One of the strengths of our cohort study is that the study population is a community-living sample. The patients enrolled provide a representative range of the socio-economic characteristics of COPD patients in Japan, registered at a general clinical practice, a university hospital or a related facility. Coincidentally, other COPD cohort studies conducted in different Japanese locality investigated participants with a similar average age [24, 25]. Indeed, COPD patients in Japan are typically elderly, and there might be a “healthy survivor effect” in their late seventies and beyond. We speculate that these older-aged COPD cohorts contain a higher proportion of people who, for whatever reasons, did not experience such serious or life-threatening comorbid problems as their younger peers. We have no reason to believe that the pattern seen in these COPD patients is a particularly Japanese phenomenon.

As COPD is more prevalent at older ages, it represents an increasing problem for public healthcare worldwide. Few studies have reported the clinical features of COPD in very elderly patients [26, 27], and the need for more research into the impact of age on this growing subpopulation of COPD patients is urgent [28]. Our study identified late-elderly COPD patients with moderate airflow limitation who manifested severe emphysema and/or pulmonary hypertension, and disabling dyspnea that were not usually complicating features of COPD patients with moderate airflow limitation for the younger patients. In part this may be because the conventional %FEV1 staging scheme may be misleading as a measure of severity in late-elderly patients [29]. An alternative staging strategy that accounted for age-related changes in pulmonary function and variability in spirometric performance, i.e., the lambda-mu-sigma method, demonstrated that 28.1 % of patients with severe COPD were classified as moderate using the standard GOLD grades [30].

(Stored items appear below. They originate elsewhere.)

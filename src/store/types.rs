//! Data model for drafts, runtime bundles and verification status.

use std::collections::{BTreeMap, BTreeSet};
use std::path::PathBuf;

use chrono::{DateTime, Utc};
use serde::{Deserialize, Serialize};
use serde_json::Value;

use crate::rules::Rule;

/// Who created an entry, and when.
#[derive(Debug, Clone, PartialEq, Eq, Serialize, Deserialize)]
pub struct Provenance {
    pub created_by: String,
    pub created_at: DateTime<Utc>,
}

impl Provenance {
    pub fn new(created_by: impl Into<String>, created_at: DateTime<Utc>) -> Self {
        Self {
            created_by: created_by.into(),
            created_at,
        }
    }
}

/// Provenance rows are keyed by `rule_id`.
pub type RuleProvenance = Provenance;

/// Revision-stamped manifest of a draft or bundle.
#[derive(Debug, Clone, PartialEq, Eq, Serialize, Deserialize)]
pub struct ArtifactManifest {
    pub artifact_source: String,
    pub ruleset_version: String,
    pub revision: u64,
    pub updated_at: DateTime<Utc>,
    pub updated_by: String,
    pub change_summary: String,
}

/// Unordered pair of actions that cannot both be undertaken.
#[derive(Debug, Clone, PartialEq, Eq, Serialize, Deserialize)]
pub struct IncompatibilityPair {
    pub a: String,
    pub b: String,
    #[serde(flatten)]
    pub provenance: Provenance,
}

impl IncompatibilityPair {
    /// Order-insensitive comparison of the two actions.
    pub fn same_pair(&self, a: &str, b: &str) -> bool {
        (self.a == a && self.b == b) || (self.a == b && self.b == a)
    }
}

/// `action` is infeasible whenever every fact in `premises` holds.
#[derive(Debug, Clone, PartialEq, Eq, Serialize, Deserialize)]
pub struct InfeasibilityEntry {
    pub action: String,
    pub premises: BTreeSet<String>,
    #[serde(flatten)]
    pub provenance: Provenance,
}

/// Facts that may never all hold at once.
#[derive(Debug, Clone, PartialEq, Eq, Serialize, Deserialize)]
pub struct FactExclusionGroup {
    pub facts: BTreeSet<String>,
    #[serde(flatten)]
    pub provenance: Provenance,
}

/// The three constraint collections carried by drafts and bundles.
#[derive(Debug, Clone, Default, PartialEq, Eq, Serialize, Deserialize)]
pub struct ConstraintSet {
    pub incompatibility: Vec<IncompatibilityPair>,
    pub infeasibility: Vec<InfeasibilityEntry>,
    pub fact_exclusions: Vec<FactExclusionGroup>,
}

impl ConstraintSet {
    /// Replace-if-nonempty merge of a draft's constraints over a runtime's.
    ///
    /// Each collection is taken wholesale from `self` when non-empty and
    /// from `runtime` otherwise. There is no per-item merge: emptying a
    /// draft collection does not clear the runtime one.
    pub fn overlay(&self, runtime: Option<&ConstraintSet>) -> ConstraintSet {
        fn pick<T: Clone>(draft: &[T], runtime: Option<&[T]>) -> Vec<T> {
            if !draft.is_empty() {
                return draft.to_vec();
            }
            runtime.map(<[T]>::to_vec).unwrap_or_default()
        }
        ConstraintSet {
            incompatibility: pick(
                &self.incompatibility,
                runtime.map(|r| r.incompatibility.as_slice()),
            ),
            infeasibility: pick(
                &self.infeasibility,
                runtime.map(|r| r.infeasibility.as_slice()),
            ),
            fact_exclusions: pick(
                &self.fact_exclusions,
                runtime.map(|r| r.fact_exclusions.as_slice()),
            ),
        }
    }
}

/// Mutable staging area of pending proposals.
#[derive(Debug, Clone, PartialEq, Eq, Serialize, Deserialize)]
pub struct DraftProposals {
    pub manifest: ArtifactManifest,
    pub proposals: Vec<Rule>,
    pub rule_provenance: BTreeMap<String, RuleProvenance>,
    #[serde(flatten)]
    pub constraints: ConstraintSet,
}

impl DraftProposals {
    pub fn find_rule(&self, rule_id: &str) -> Option<&Rule> {
        self.proposals.iter().find(|r| r.rule_id() == rule_id)
    }
}

/// A candidate or promoted bundle.
///
/// Promoted bundles are only produced by successful promotion and are
/// replaced wholesale by the next one.
#[derive(Debug, Clone, PartialEq, Serialize, Deserialize)]
pub struct ArtifactBundle {
    pub manifest: ArtifactManifest,
    pub ruleset: Vec<Rule>,
    pub rule_provenance: BTreeMap<String, RuleProvenance>,
    #[serde(flatten)]
    pub constraints: ConstraintSet,
    pub proof_report: Value,
}

impl ArtifactBundle {
    /// Equality ignoring `proof_report`.
    pub fn same_content(&self, other: &ArtifactBundle) -> bool {
        self.manifest == other.manifest
            && self.ruleset == other.ruleset
            && self.rule_provenance == other.rule_provenance
            && self.constraints == other.constraints
    }
}

#[derive(Debug, Clone, Copy, PartialEq, Eq, Serialize, Deserialize)]
#[serde(rename_all = "lowercase")]
pub enum VerificationState {
    Unverified,
    Verified,
    Error,
}

impl VerificationState {
    pub fn as_str(&self) -> &'static str {
        match self {
            VerificationState::Unverified => "unverified",
            VerificationState::Verified => "verified",
            VerificationState::Error => "error",
        }
    }
}

/// Verification status of a session's runtime.
#[derive(Debug, Clone, PartialEq, Eq, Serialize, Deserialize)]
pub struct VerificationStatus {
    pub status: VerificationState,
    pub verified_at: Option<DateTime<Utc>>,
    pub verified_by: Option<String>,
    pub verified_snapshot_dir: Option<PathBuf>,
}

impl VerificationStatus {
    pub fn unverified() -> Self {
        Self {
            status: VerificationState::Unverified,
            verified_at: None,
            verified_by: None,
            verified_snapshot_dir: None,
        }
    }

    pub fn is_verified(&self) -> bool {
        self.status == VerificationState::Verified
    }
}

/// Metadata recorded by a successful promotion.
#[derive(Debug, Clone, PartialEq)]
pub struct Promotion {
    pub verified_by: String,
    pub verified_snapshot_dir: Option<PathBuf>,
    pub verified_at: Option<DateTime<Utc>>,
    pub proof_report: Value,
}

impl Promotion {
    pub fn new(verified_by: impl Into<String>) -> Self {
        Self {
            verified_by: verified_by.into(),
            verified_snapshot_dir: None,
            verified_at: None,
            proof_report: Value::Null,
        }
    }

    pub fn with_snapshot_dir(mut self, dir: impl Into<PathBuf>) -> Self {
        self.verified_snapshot_dir = Some(dir.into());
        self
    }

    pub fn with_verified_at(mut self, at: DateTime<Utc>) -> Self {
        self.verified_at = Some(at);
        self
    }

    pub fn with_proof_report(mut self, report: Value) -> Self {
        self.proof_report = report;
        self
    }
}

One limitation of this study is the lack of age-matched healthy controls for comparison, although that is complicated by the fact that the elderly often live with one or more chronic conditions [31]. Another limitation is that the objective quantification of emphysema severity and pulmonary hypertension was not assessed for all of the enrolled subjects, because we had to use different types of CT scanners and echocardiography systems in each affiliated hospital. Finally, this study mainly consisted of male patients (91.6 %), and further investigations are necessary to test whether our observations are applicable to female COPD patients.

Conclusion

The present study demonstrates that very elderly individuals present a different pattern of COPD than younger patients. This is possibly the result of different pathways of disease coupled with a healthy survivor effect. Assessments of COPD severity from a multidimensional perspective are essential for the appropriate attribution of symptoms and use of COPD-directed therapies. The results of the present study further strengthen the need for a better assessment of airflow limitation in late-elderly patients than current FEV1 prediction values and late-elderly COPD patients warrant specific attention in clinical practice.